Collecting, Organizing, and Manipulating Financial Data

Lucas S. Macoris

This page was intentionally left blank

Outline

Coding Replications

For coding replications, whenever applicable, please follow this page or hover on the specific slides with containing coding chunks.

  1. Ensure that you have your session properly set-up according to the instructions outlined in the course webpage
  2. Along with the slides, this lecture will also contain a replication file, in .qmd format, containing a thorough discussion for all examples that have been showcased. This file, that will be posted on eClass®, can be downloaded and replicated on your side. To do that, download the file, open it up in RStudio, and render the Quarto document using the Render button (shortcut: Ctrl+Shift+K).
  3. At the end of this lecture, you will be prompted with a hands-on exercise to test your skills using the tools you’ve learned as you made your way through the slides. A suggested solution will be provided in the replication file.

Organizing Financial Data

A note on Tidy Data

“Tidy datasets are all alike, but every messy dataset is messy in its own way. Tidy datasets provide a standardized way to link the structure of a dataset (its physical layout) with its semantics (its meaning).”

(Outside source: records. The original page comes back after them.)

//! Database seeding functionality
//!
//! Populates the global reference tables (channels, event sources, currencies, and
//! attribution models) when the application starts. Seeding is idempotent.

pub mod reference;

pub use reference::seed_reference_data;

  • Stock price information is an example of raw data that can be easily pulled from providers such as Yahoo! Finance. However, it is not often structured in a tidy and convenient way

    1. In this lecture, we will be working with daily stock price data from the Magnificent Seven (AAPL, GOOG, MSFT, NVDA, TSLA, AMZN, and META)
    2. I have already downloaded the data for you using the tidyquant package, which allows us to pull stock price data from multiple securities in a convenient format. You can hit the Download button to get a grasp on how the data looks like

The basic dplyr verbs: recap

  • dplyr is a grammar of data manipulation, contained in the tidyverse, providing a consistent set of verbs that help you solve the most common data manipulation challenges:

  1. mutate() adds new variables that are functions of existing variables
  2. select() picks variables based on their names
  3. filter() picks cases based on their values
  4. summarise() reduces multiple values down to a single summary
  5. arrange() changes the ordering of the rows

The mutate() function

Definition

The mutate() function adds new variables that are functions of existing variables:

mutate(.data, #The object you are performing the calculations 
       new_variable_1 = var1 * 2, #Can use basic operations...
       new_variable_2 = median(var2), #Or predefined functions)
       variable_3 = as.character(var3) #And can be used to modify existing variables)
       ) 
  1. This function takes the .data argument you provided (in your example, the Data object)…
  2. It sequentially creates the columns you asked for and place them to the right of your data.frame (or tibble)
  3. You can use any function, predefined or custom, and apply it to mutate()
  4. It can also modify any columns you want (if the name is the same as an existing column)

The mutate() function, practice

Listing 1: Use columns high and low and create a new column, mid, defined as the average between daily high and low prices. The M7 dataset has been already loaded for you. Even if you submit the wrong answer, a live-tutoring feature will provide you with a handful of tips to adjust your code and resubmit your solution.

First, use the mutate() function to create the mid column.

After that, define mid as (high+low)/2 to calculate the average between the two values.

#Apply function to the data M7=mutate(M7, mid= (high+low)/2) #Show the first 10 observations head(M7)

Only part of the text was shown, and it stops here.